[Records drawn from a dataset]
__________________________________________________

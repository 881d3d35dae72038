//! Decoding of the binary block returned by `:WAVeform:DATA?` into raw ADC codes.
//!
//! The reply is an IEEE 488.2 block: `#`, one digit `n`, `n` digits of payload length, the
//! payload, and usually a line terminator. `#0` denotes an indefinite length block that runs
//! up to the terminator.

use crate::{Error, Result};

#[derive(Debug, Clone, Copy, PartialEq, Eq, Default)]
pub enum SampleWidth {
    /// 8-bit codes.
    Byte,
    /// 16-bit codes.
    #[default]
    Word,
}

impl SampleWidth {
    /// Map the `format` field of the preamble to a binary sample width. ASCII transfers and
    /// unknown codes have no binary width.
    pub fn from_format_code(format: f64) -> Option<SampleWidth> {
        if format == 0.0 {
            Some(SampleWidth::Byte)
        } else if format == 1.0 {
            Some(SampleWidth::Word)
        } else {
            None
        }
    }
}

#[derive(Debug, Clone, Copy, PartialEq, Eq, Default)]
pub enum ByteOrder {
    #[default]
    MsbFirst,
    LsbFirst,
}

/// Interpretation of codes as selected by `:WAVeform:UNSigned`, for either width.
#[derive(Debug, Clone, Copy, PartialEq, Eq, Default)]
pub enum Signedness {
    /// Two's complement codes.
    Signed,
    /// Offset binary codes; mid-scale is `0x80` or `0x8000`.
    #[default]
    Unsigned,
}

fn malformed(message: impl Into<String>) -> Error {
    Error::MalformedBlock(message.into())
}

/// Locate the payload of a definite or indefinite length block.
pub fn parse_block(reply: &[u8]) -> Result<&[u8]> {
    let (&marker, rest) = reply.split_first()
        .ok_or_else(|| malformed("empty reply"))?;
    if marker != b'#' {
        return Err(malformed(format!("expected '#', got {:#04x}", marker)))
    }
    let (&digits, rest) = rest.split_first()
        .ok_or_else(|| malformed("missing length digit count"))?;
    if !digits.is_ascii_digit() {
        return Err(malformed(format!("length digit count {:#04x} is not a digit", digits)))
    }
    let digits = (digits - b'0') as usize;
    if digits == 0 {
        let payload = rest.strip_suffix(b"\n").unwrap_or(rest);
        let payload = payload.strip_suffix(b"\r").unwrap_or(payload);
        log::trace!("indefinite length block, {} bytes", payload.len());
        return Ok(payload)
    }
    if rest.len() < digits {
        return Err(malformed(format!("expected {} length digits, got {}", digits, rest.len())))
    }
    let (length, rest) = rest.split_at(digits);
    let length = std::str::from_utf8(length).ok()
        .filter(|text| text.bytes().all(|byte| byte.is_ascii_digit()))
        .and_then(|text| text.parse::<usize>().ok())
        .ok_or_else(|| malformed(format!("invalid length field {:02x?}", length)))?;
    if rest.len() < length {
        return Err(malformed(format!("expected {} payload bytes, got {}", length, rest.len())))
    }
    log::trace!("definite length block, {} bytes, {} trailing", length, rest.len() - length);
    Ok(&rest[..length])
}

/// Convert a block payload into ADC codes.
pub fn decode_samples(payload: &[u8], width: SampleWidth, order: ByteOrder, signedness: Signedness)
        -> Result<Vec<i64>> {
    match width {
        SampleWidth::Byte => Ok(match signedness {
            Signedness::Signed => payload.iter().map(|&code| code as i8 as i64).collect(),
            Signedness::Unsigned => payload.iter().map(|&code| code as i64).collect(),
        }),
        SampleWidth::Word => {
            let words: &[[u8; 2]] = bytemuck::try_cast_slice(payload)
                .map_err(|_| malformed(format!("{} bytes is not a whole number of words",
                    payload.len())))?;
            let decode = match order {
                ByteOrder::MsbFirst => u16::from_be_bytes,
                ByteOrder::LsbFirst => u16::from_le_bytes,
            };
            Ok(match signedness {
                Signedness::Signed =>
                    words.iter().map(|&word| decode(word) as i16 as i64).collect(),
                Signedness::Unsigned =>
                    words.iter().map(|&word| decode(word) as i64).collect(),
            })
        }
    }
}
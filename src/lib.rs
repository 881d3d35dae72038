mod config;
mod preamble;
mod block;
mod store;
mod export;

/// Channel number as used by the instrument (`CHANnel1` is `1`).
pub type ChannelId = u32;

#[derive(Debug, thiserror::Error)]
pub enum Error {
    #[error("channel {0} has not been added")]
    MissingChannel(ChannelId),
    #[error("malformed preamble: field #{index} {reason}")]
    MalformedPreamble {
        index: usize,
        reason: String,
    },
    #[error("malformed data block: {0}")]
    MalformedBlock(String),
    #[error("I/O error: {0}")]
    Io(#[from] std::io::Error),
}

pub type Result<T> =
    core::result::Result<T, Error>;

pub use config::StoreConfiguration;

pub use preamble::{
    Preamble,
    PREAMBLE_FIELDS,
};

pub use block::{
    SampleWidth,
    ByteOrder,
    Signedness,
    parse_block,
    decode_samples,
};

pub use store::{
    ChannelRecord,
    WaveformStore,
};

pub use export::ExportValue;
//! Flat, string keyed snapshot of a store for file writers.

use indexmap::IndexMap;
use serde::Serialize;

use crate::{ChannelId, WaveformStore};

#[derive(Debug, Clone, PartialEq, Serialize)]
#[serde(untagged)]
pub enum ExportValue {
    Integer(i64),
    Float(f64),
    Integers(Vec<i64>),
    Floats(Vec<f64>),
    Channels(Vec<ChannelId>),
}

impl WaveformStore {
    /// Snapshot every channel under keys `maxVal`, `channels`, and `<field><channel>` for each
    /// preamble field plus `rawData`, `time` and `ch`.
    pub fn to_mapping(&self) -> IndexMap<String, ExportValue> {
        let mut out = IndexMap::new();
        out.insert("maxVal".to_owned(),
            ExportValue::Integer(self.configuration().full_scale as i64));
        out.insert("channels".to_owned(),
            ExportValue::Channels(self.channels().collect()));
        for (channel, record) in self.records() {
            let preamble = &record.preamble;
            let mut put = |field: &str, value: ExportValue| {
                out.insert(format!("{}{}", field, channel), value);
            };
            put("rawData", ExportValue::Integers(record.raw.clone()));
            put("format", ExportValue::Float(preamble.format));
            put("type", ExportValue::Float(preamble.kind));
            put("points", ExportValue::Float(preamble.points));
            put("count", ExportValue::Integer(preamble.count));
            put("xIncrement", ExportValue::Float(preamble.x_increment));
            put("xOrigin", ExportValue::Float(preamble.x_origin));
            put("xReference", ExportValue::Float(preamble.x_reference));
            put("yIncrement", ExportValue::Float(preamble.y_increment));
            put("yOrigin", ExportValue::Float(preamble.y_origin));
            put("yReference", ExportValue::Float(preamble.y_reference));
            put("time", ExportValue::Floats(record.time().collect()));
            put("ch", ExportValue::Floats(record.volts().collect()));
        }
        log::debug!("exported {} channels as {} keys", self.len(), out.len());
        out
    }
}
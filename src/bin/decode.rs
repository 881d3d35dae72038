use std::fs;
use std::io::Write;
use std::path::PathBuf;

use clap::Parser;
use scope_waveform::{ByteOrder, ChannelId, Preamble, SampleWidth, Signedness};
use scope_waveform::{StoreConfiguration, WaveformStore};
use scope_waveform::{decode_samples, parse_block};

#[derive(Debug, Clone)]
struct ChannelInput {
    channel: ChannelId,
    preamble: PathBuf,
    data: PathBuf,
}

fn parse_channel_input(arg: &str) -> Result<ChannelInput, String> {
    let mut parts = arg.splitn(3, ':');
    let (Some(channel), Some(preamble), Some(data)) = (parts.next(), parts.next(), parts.next())
    else {
        return Err(format!("expected ID:PREAMBLE:DATA, got {:?}", arg))
    };
    let channel = channel.parse::<ChannelId>()
        .map_err(|error| format!("invalid channel {:?}: {}", channel, error))?;
    Ok(ChannelInput { channel, preamble: preamble.into(), data: data.into() })
}

/// Decode saved `:WAVeform:PREamble?` and `:WAVeform:DATA?` replies into volts and seconds
#[derive(Parser, Debug)]
#[command(name = "scope-decode")]
#[command(version, about, long_about = None)]
struct Args {
    /// Channel capture as channel number, preamble reply file and data block file
    #[arg(short, long = "channel", value_name = "ID:PREAMBLE:DATA", required = true,
          value_parser = parse_channel_input)]
    channels: Vec<ChannelInput>,

    /// WORD samples are sent least significant byte first
    #[arg(long)]
    lsb_first: bool,

    /// Samples are two's complement (`:WAVeform:UNSigned OFF`)
    #[arg(long)]
    signed: bool,

    /// Converter resolution in bits used for per-division quantities
    #[arg(long, default_value = "16", value_parser = clap::value_parser!(u32).range(1..32))]
    resolution: u32,

    /// Write the JSON export here instead of standard output
    #[arg(short, long)]
    output: Option<PathBuf>,
}

fn decode_channel(preamble: &str, reply: &[u8], order: ByteOrder, signedness: Signedness)
        -> scope_waveform::Result<(Preamble, Vec<i64>)> {
    let preamble: Preamble = preamble.parse()?;
    let width = SampleWidth::from_format_code(preamble.format)
        .ok_or_else(|| scope_waveform::Error::MalformedBlock(
            format!("format code {} is not a binary transfer format", preamble.format)))?;
    let raw = decode_samples(parse_block(reply)?, width, order, signedness)?;
    log::debug!("decoded {} {:?} {:?} samples", raw.len(), signedness, width);
    Ok((preamble, raw))
}

fn load_channel(store: &mut WaveformStore, input: &ChannelInput, order: ByteOrder,
        signedness: Signedness) -> scope_waveform::Result<()> {
    let (preamble, raw) = decode_channel(
        &fs::read_to_string(&input.preamble)?, &fs::read(&input.data)?, order, signedness)?;
    log::info!("channel {}: {} samples", input.channel, raw.len());
    store.insert(input.channel, preamble, raw);
    Ok(())
}

fn main() -> scope_waveform::Result<()> {
    env_logger::init();
    let args = Args::parse();

    let order = if args.lsb_first { ByteOrder::LsbFirst } else { ByteOrder::MsbFirst };
    let signedness = if args.signed { Signedness::Signed } else { Signedness::Unsigned };
    let mut store = WaveformStore::with_configuration(
        StoreConfiguration::with_resolution(args.resolution));
    for input in args.channels.iter() {
        load_channel(&mut store, input, order, signedness)?;
    }

    for channel in store.channels() {
        eprintln!("CH{}: {:.6} V/div, offset {:+.6} V, {:.3e} s/div, delay {:+.3e} s",
            channel,
            store.volts_per_div(channel)?,
            store.offset(channel)?,
            store.sec_per_div(channel)?,
            store.delay(channel)?);
    }

    let mapping = store.to_mapping();
    let json = serde_json::to_vec_pretty(&mapping)
        .map_err(std::io::Error::from)?;
    match &args.output {
        Some(path) => fs::write(path, &json)?,
        None => {
            let mut stdout = std::io::stdout().lock();
            stdout.write_all(&json)?;
            stdout.write_all(b"\n")?;
        }
    }
    Ok(())
}
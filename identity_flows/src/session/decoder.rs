use chrono::Utc;

use crate::session::errors::SessionError;
use crate::session::types::CredentialClaims;
use crate::utils::base64url_decode;

/// Extract the claims from a bearer credential without verifying its signature.
///
/// The credential is expected to be dot-separated segments with a base64url
/// JSON payload in the second position. This is an optimistic decode for
/// immediate UI state only: it never contacts the backend and must not be
/// treated as proof of validity for privileged actions.
pub fn decode_credential(credential: &str) -> Result<CredentialClaims, SessionError> {
    let segments: Vec<&str> = credential.split('.').collect();
    if segments.len() < 2 {
        return Err(SessionError::MalformedCredential(
            "expected dot-separated segments".to_string(),
        ));
    }

    let payload =
        base64url_decode(segments[1]).map_err(|e| SessionError::MalformedCredential(e.to_string()))?;

    let claims: CredentialClaims = serde_json::from_slice(&payload)
        .map_err(|e| SessionError::MalformedCredential(e.to_string()))?;

    if claims.exp * 1000 <= Utc::now().timestamp_millis() {
        return Err(SessionError::Expired);
    }

    Ok(claims)
}
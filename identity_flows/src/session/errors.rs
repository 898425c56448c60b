use thiserror::Error;

/// Decode-time credential failures.
///
/// These are self-healing: the coordination layer clears the stored
/// credential and never surfaces them to the user.
#[derive(Debug, Error, Clone, PartialEq, Eq)]
pub enum SessionError {
    #[error("Malformed credential: {0}")]
    MalformedCredential(String),

    #[error("Credential expired")]
    Expired,
}
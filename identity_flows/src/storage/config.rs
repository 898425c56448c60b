use std::{env, sync::LazyLock};
use tokio::sync::Mutex;

use super::types::{CredentialStore, FileCredentialStore, InMemoryCredentialStore};

pub(super) static CREDENTIAL_STORE_TYPE: LazyLock<String> = LazyLock::new(|| {
    env::var("CREDENTIAL_STORE_TYPE").unwrap_or_else(|_| "memory".to_string())
});

pub(super) static CREDENTIAL_STORE_PATH: LazyLock<String> = LazyLock::new(|| {
    env::var("CREDENTIAL_STORE_PATH").unwrap_or_else(|_| ".auth_token".to_string())
});

pub(super) static CREDENTIAL_STORE: LazyLock<Mutex<Box<dyn CredentialStore>>> =
    LazyLock::new(|| {
        let store_type = CREDENTIAL_STORE_TYPE.as_str();

        tracing::info!("Initializing credential store with type: {}", store_type);

        let store: Box<dyn CredentialStore> = match store_type {
            "memory" => Box::new(InMemoryCredentialStore::new()),
            "file" => Box::new(FileCredentialStore::new(CREDENTIAL_STORE_PATH.as_str())),
            t => panic!(
                "Unsupported credential store type: {t}. Supported types are 'memory' and 'file'"
            ),
        };

        Mutex::new(store)
    });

__________________________________________________

# ABOUT THIS TASK
Find each line in the records above that contains "text", and copy it.

# RESULT OF THE EXERCISE
        .filter(|text| text.bytes().all(|byte| byte.is_ascii_digit()))
        .and_then(|text| text.parse::<usize>().ok())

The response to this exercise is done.